Carolyn (rightfully so) pointed out that my demographic data PCA was confusing to interpret! First off, I know that there are likely differences between temperature, so adding temperature into the PCA would just confirm what we already thought. It also doesn’t really answer the question, which is are there differences between demographic variables before and after the experiment. Carolyn suggested I do some simpler one-variable tests to get at these questions.

I returned to this R Markdown script, since I knew that Sara was performed one-variable analyses. When poking through her code, I realized that she was using data from all of the time-to-right measurements, which didn’t include data for day 1 of the experiment!

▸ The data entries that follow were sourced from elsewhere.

//! Per-zone storage of placed design elements.
//!
//! The store is the only place elements are mutated. Every mutating call
//! ends by re-normalizing the touched element (scale capped to what fits,
//! rotation wrap, opacity cap, extent refresh, position clamp), so callers
//! never observe a placement outside its printable rectangle.

use crate::image_source::ImageRef;
use crate::model::{DesignElement, DesignId, ElementChanges, ProcessingFlags};
use crate::transform::{clamp_scale, clamp_to_printable, half_extent_uv, normalize_rotation};
use garmentkit_core::constants::{
    BODY_TEXTURE_RESOLUTION, DEFAULT_OPACITY, DEFAULT_SCALE, DUPLICATE_OFFSET,
    MAX_EXTENT_FRACTION, MAX_SCALE, MIN_SCALE, SLEEVE_TEXTURE_RESOLUTION,
};
use garmentkit_core::{CustomizerError, Point, Result, TextureTarget, Zone, ZoneLayout};
use garmentkit_settings::Config;
use std::collections::HashMap;

/// Geometry and limits the store enforces on every element.
#[derive(Debug, Clone, PartialEq)]
pub struct PlacementRules {
    pub layout: ZoneLayout,
    pub min_scale: f64,
    pub max_scale: f64,
    pub default_scale: f64,
    pub max_extent_fraction: f64,
    pub duplicate_offset: f64,
    pub body_resolution: u32,
    pub sleeve_resolution: u32,
}

impl PlacementRules {
    pub fn from_config(config: &Config) -> Self {
        Self {
            layout: config.layout,
            min_scale: config.interaction.min_scale,
            max_scale: config.interaction.max_scale,
            default_scale: config.interaction.default_scale,
            max_extent_fraction: config.interaction.max_extent_fraction,
            duplicate_offset: config.interaction.duplicate_offset,
            body_resolution: config.baking.body_resolution,
            sleeve_resolution: config.baking.sleeve_resolution,
        }
    }

    /// Pixel size of the raster backing a texture target.
    pub fn raster_size(&self, target: TextureTarget) -> (u32, u32) {
        match target {
            TextureTarget::Body => (self.body_resolution, self.body_resolution),
            TextureTarget::LeftSleeve | TextureTarget::RightSleeve => {
                (self.sleeve_resolution, self.sleeve_resolution)
            }
        }
    }

    /// UV half-extent of an element of the given natural size and scale.
    pub fn half_extent(&self, zone: Zone, natural: (u32, u32), scale: f64) -> Result<(f64, f64)> {
        half_extent_uv(
            natural.0 as f64,
            natural.1 as f64,
            scale,
            &self.layout.printable(zone),
            self.raster_size(zone.texture_target()),
            self.max_extent_fraction,
        )
    }

    /// Largest scale at which an element still fits inside its printable rect.
    ///
    /// This is `max_scale` unless the zone is too small for it. The fit limit
    /// then wins over both configured bounds.
    pub fn scale_limit(&self, zone: Zone, natural: (u32, u32)) -> Result<f64> {
        let (hu, hv) = self.half_extent(zone, natural, 1.0)?;
        let rect = self.layout.printable(zone);
        let fit = (rect.width() / (2.0 * hu)).min(rect.height() / (2.0 * hv));
        Ok(self.max_scale.min(fit))
    }
}

impl Default for PlacementRules {
    fn default() -> Self {
        Self {
            layout: ZoneLayout::default(),
            min_scale: MIN_SCALE,
            max_scale: MAX_SCALE,
            default_scale: DEFAULT_SCALE,
            max_extent_fraction: MAX_EXTENT_FRACTION,
            duplicate_offset: DUPLICATE_OFFSET,
            body_resolution: BODY_TEXTURE_RESOLUTION,
            sleeve_resolution: SLEEVE_TEXTURE_RESOLUTION,
        }
    }
}

/// Outcome of [`DesignStore::create`].
#[derive(Debug, Clone, Copy, PartialEq, Eq)]
pub enum Insertion {
    Created(DesignId),
    /// The zone already held an element for the same image.
    Existing(DesignId),
}

impl Insertion {
    pub fn id(self) -> DesignId {
        match self {
            Self::Created(id) | Self::Existing(id) => id,
        }
    }

    pub fn is_new(self) -> bool {
        matches!(self, Self::Created(_))
    }
}

/// Ordered element collections for all four zones.
#[derive(Debug, Clone)]
pub struct DesignStore {
    zones: HashMap<Zone, Vec<DesignElement>>,
    index: HashMap<DesignId, Zone>,
    next_id: u64,
    rules: PlacementRules,
}

impl DesignStore {
    pub fn new(rules: PlacementRules) -> Self {
        let zones = Zone::ALL.iter().map(|z| (*z, Vec::new())).collect();
        Self {
            zones,
            index: HashMap::new(),
            next_id: 1,
            rules,
        }
    }

    pub fn rules(&self) -> &PlacementRules {
        &self.rules
    }

    fn generate_id(&mut self) -> DesignId {
        let id = DesignId(self.next_id);
        self.next_id += 1;
        id
    }

    /// Places an image in a zone with default placement.
    ///
    /// If the zone already holds an element referencing the same image
    /// handle, that element is returned untouched.
    pub fn create(
        &mut self,
        zone: Zone,
        image: ImageRef,
        natural_width: u32,
        natural_height: u32,
        name: impl Into<String>,
    ) -> Result<Insertion> {
        if let Some(existing) = self.list_by_zone(zone).iter().find(|e| e.image.ptr_eq(&image)) {
            tracing::debug!("Image already placed in {} as design {}", zone, existing.id);
            return Ok(Insertion::Existing(existing.id));
        }
        if natural_width == 0 || natural_height == 0 {
            return Err(CustomizerError::invalid_geometry(
                natural_width as f64,
                natural_height as f64,
            ));
        }

        let scale = self.rules.default_scale;
        let half_extent = self
            .rules
            .half_extent(zone, (natural_width, natural_height), scale)?;
        let id = self.generate_id();
        let mut element = DesignElement {
            id,
            name: name.into(),
            image,
            zone,
            position: self.rules.layout.printable(zone).center(),
            scale,
            rotation: 0.0,
            opacity: DEFAULT_OPACITY,
            natural_width,
            natural_height,
            half_extent,
            flags: ProcessingFlags::default(),
        };
        normalize(&self.rules, &mut element);

        tracing::debug!("Created design {} in {}", id, zone);
        self.zones.entry(zone).or_default().push(element);
        self.index.insert(id, zone);
        Ok(Insertion::Created(id))
    }

    /// Applies a partial update. Unknown ids are logged and ignored.
    pub fn update(&mut self, id: DesignId, changes: ElementChanges) -> bool {
        let rules = &self.rules;
        let Some(element) = find_mut(&mut self.zones, &self.index, id) else {
            tracing::warn!("{}", CustomizerError::StaleReference { id: id.raw() });
            return false;
        };

        if let Some(name) = changes.name {
            element.name = name;
        }
        if let Some(flags) = changes.flags {
            element.flags = flags;
        }
        if let Some(opacity) = changes.opacity {
            element.opacity = opacity;
        }
        if let Some(rotation) = changes.rotation {
            element.rotation = rotation;
        }
        if let Some(scale) = changes.scale {
            element.scale = scale;
        }
        if let Some(position) = changes.position {
            element.position = position;
        }
        normalize(rules, element);
        true
    }

    /// Removes an element. Returns whether anything was removed.
    pub fn remove(&mut self, id: DesignId) -> bool {
        let Some(zone) = self.index.remove(&id) else {
            tracing::warn!("{}", CustomizerError::StaleReference { id: id.raw() });
            return false;
        };
        if let Some(elements) = self.zones.get_mut(&zone) {
            elements.retain(|e| e.id != id);
        }
        tracing::debug!("Removed design {} from {}", id, zone);
        true
    }

    /// Removes every element of a zone, returning the removed ids.
    pub fn clear_zone(&mut self, zone: Zone) -> Vec<DesignId> {
        let removed: Vec<DesignId> = self
            .zones
            .get_mut(&zone)
            .map(|elements| elements.drain(..).map(|e| e.id).collect())
            .unwrap_or_default();
        for id in &removed {
            self.index.remove(id);
        }
        removed
    }

    /// Copies an element on top of its zone, nudged by the duplicate offset.
    ///
    /// Duplicates share the image handle, so they bypass deduplication.
    pub fn duplicate(&mut self, id: DesignId) -> Option<DesignId> {
        let Some(source) = self.get(id) else {
            tracing::warn!("{}", CustomizerError::StaleReference { id: id.raw() });
            return None;
        };
        let mut copy = source.clone();
        copy.name = format!("{} (copy)", copy.name);
        let new_id = self.generate_id();
        copy.id = new_id;
        copy.position = Point::new(
            copy.position.x + self.rules.duplicate_offset,
            copy.position.y + self.rules.duplicate_offset,
        );
        normalize(&self.rules, &mut copy);

        let zone = copy.zone;
        self.zones.entry(zone).or_default().push(copy);
        self.index.insert(new_id, zone);
        Some(new_id)
    }

    pub fn get(&self, id: DesignId) -> Option<&DesignElement> {
        let zone = self.index.get(&id)?;
        self.zones.get(zone)?.iter().find(|e| e.id == id)
    }

    pub fn contains(&self, id: DesignId) -> bool {
        self.index.contains_key(&id)
    }

    /// Zone of an element, if it exists.
    pub fn zone_of(&self, id: DesignId) -> Option<Zone> {
        self.index.get(&id).copied()
    }

    /// Elements of a zone in insertion (z) order.
    pub fn list_by_zone(&self, zone: Zone) -> &[DesignElement] {
        self.zones.get(&zone).map(Vec::as_slice).unwrap_or(&[])
    }

    /// Elements drawn onto a texture target, zone by zone in z order.
    pub fn list_by_target(&self, target: TextureTarget) -> impl Iterator<Item = &DesignElement> {
        target
            .zones()
            .iter()
            .flat_map(move |zone| self.list_by_zone(*zone).iter())
    }

    /// Topmost element whose rotated rectangle contains `uv`.
    pub fn hit_test(&self, zone: Zone, uv: Point) -> Option<DesignId> {
        self.list_by_zone(zone)
            .iter()
            .rev()
            .find(|e| e.contains(uv))
            .map(|e| e.id)
    }

    /// Total number of elements across all zones.
    pub fn len(&self) -> usize {
        self.index.len()
    }

    pub fn is_empty(&self) -> bool {
        self.index.is_empty()
    }
}

impl Default for DesignStore {
    fn default() -> Self {
        Self::new(PlacementRules::default())
    }
}

fn find_mut<'a>(
    zones: &'a mut HashMap<Zone, Vec<DesignElement>>,
    index: &HashMap<DesignId, Zone>,
    id: DesignId,
) -> Option<&'a mut DesignElement> {
    let zone = index.get(&id)?;
    zones.get_mut(zone)?.iter_mut().find(|e| e.id == id)
}

/// Re-establishes every element invariant.
fn normalize(rules: &PlacementRules, element: &mut DesignElement) {
    let natural = (element.natural_width, element.natural_height);
    let max_scale = rules
        .scale_limit(element.zone, natural)
        .unwrap_or(rules.max_scale);
    element.scale = clamp_scale(element.scale, rules.min_scale.min(max_scale), max_scale);
    element.rotation = normalize_rotation(element.rotation);
    element.opacity = element.opacity.min(100);

    match rules.half_extent(element.zone, natural, element.scale) {
        Ok(extent) => element.half_extent = extent,
        Err(e) => tracing::warn!("Keeping previous extent for design {}: {}", element.id, e),
    }

    let (hu, hv) = element.half_extent;
    let zone_rect = rules.layout.printable(element.zone);
    element.position = clamp_to_printable(element.position.x, element.position.y, hu, hv, &zone_rect);
}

I imported this data when I ran the PCA, so I just modified the code chunk and moved it up in the script for what I needed:

all_crab <- read.csv("../../data/crab-metadata.csv") %>%
  mutate(., date = rep("7/5/2022", times = nrow(.))) %>%
  select(., c(date, treatment.tank, carapace.width, carapace.length, weight, integument.color, sex)) %>%
  rbind(., (read.csv("../../data/time-to-right.csv") %>%
              select(., c(date, treatment.tank, carapace.width, carapace.length, weight, integument.color, sex)))) %>%
  mutate(., integument.cont = recode(integument.color,
                                     "B" = 0,
                                     "BG" = 0.5,
                                     "G" = 1,
                                     "YG" = 1.5,
                                     "Y" = 2,
                                     "YO" = 2.5 ,
                                     "O" = 3,
                                     "RO" = 3.5)) %>%
  mutate(., treatment = case_when(treatment.tank == 1 ~ "13",
                                  treatment.tank == 2 ~ "05",
                                  treatment.tank == 3 ~ "30",
                                  treatment.tank == 4 ~ "13",
                                  treatment.tank == 5 ~ "05",
                                  treatment.tank == 6 ~ "30")) %>%
  mutate(day = recode(date,
                      "7/5/2022" = 1,
                      "7/8/2022" = 4,
                      "7/12/2022" = 8,
                      "7/15/2022" = 11,
                      "7/19/2022" = 15,
                      "7/22/2022" = 18,
                      "7/26/2022" = 22))
#Import original metadata. Add a date column and select the necessary columns. Combine by columns (rbind) with demographic information from the time-to-right datasheet. Recode integument color into numerical values since it is continuous. No quotes around numbers = will be recognized as numeric values. Use case_when to reassign tanks as treatment temperatures. Recode dates as experimental day

Specifically, I recoded integument color as a continuous variable, specified treatment from tanks, and added a column for experimental day. With this modified dataset, I could create figures for each variable of interest: carapace width, carapace length, weight, integument color, and sex ratio. Knowing that I needed to put each day in a different facet, I created some overall facet labels:

facet_labels <- c("1" = "Day 1",
                  "22" = "Day 22") #Assign labels for facets

Then I could plot data from days 1 and 22:

all_crab %>%
  select(., day, treatment, carapace.width) %>%
  filter(., day == 1 | day == 22) %>%
  ggplot(., aes(x = treatment, y = carapace.width, color = treatment, shape = treatment)) +
  geom_boxplot() + geom_point() +
  facet_wrap( ~ day, labeller = labeller(day = facet_labels)) +
  stat_compare_means() +
  ylim(35, 60) +
  labs(x = "", y = "Carapace Width (mm)") +
  scale_x_discrete(labels = c("", "", "")) +
  scale_color_manual(values = c(plotColors[3], plotColors[2], plotColors[1]),
                     name = "Temperature (ºC)",
                     breaks = c("05", "13", "30"),
                     labels = c("5", "13", "30")) +
  scale_shape_manual(values = c(15, 19, 17),
                     name = "Temperature (ºC)",
                     breaks = c("05", "13", "30"),
                     labels = c("5", "13", "30")) +
  theme_classic(base_size = 15) + theme(axis.ticks.x = element_blank(),
                                        axis.title.x = element_blank(),
                                        strip.text.x = element_text(size = 15)) #Select day 1 and day 22 data for factor of interest. Plot boxplot and points with treatment on the x-axis and factor on the y-axis, with shape and color defined  by treatment. Facet wrap by day and add specific facet labels. Add stats for comparisons between means and modify y-axis limits to fit statistical testing output at the top. Relabel x and y axes. Remove x-axis labels. Manually add color and shape legend. Set theme and modify bckground colors and strip text size.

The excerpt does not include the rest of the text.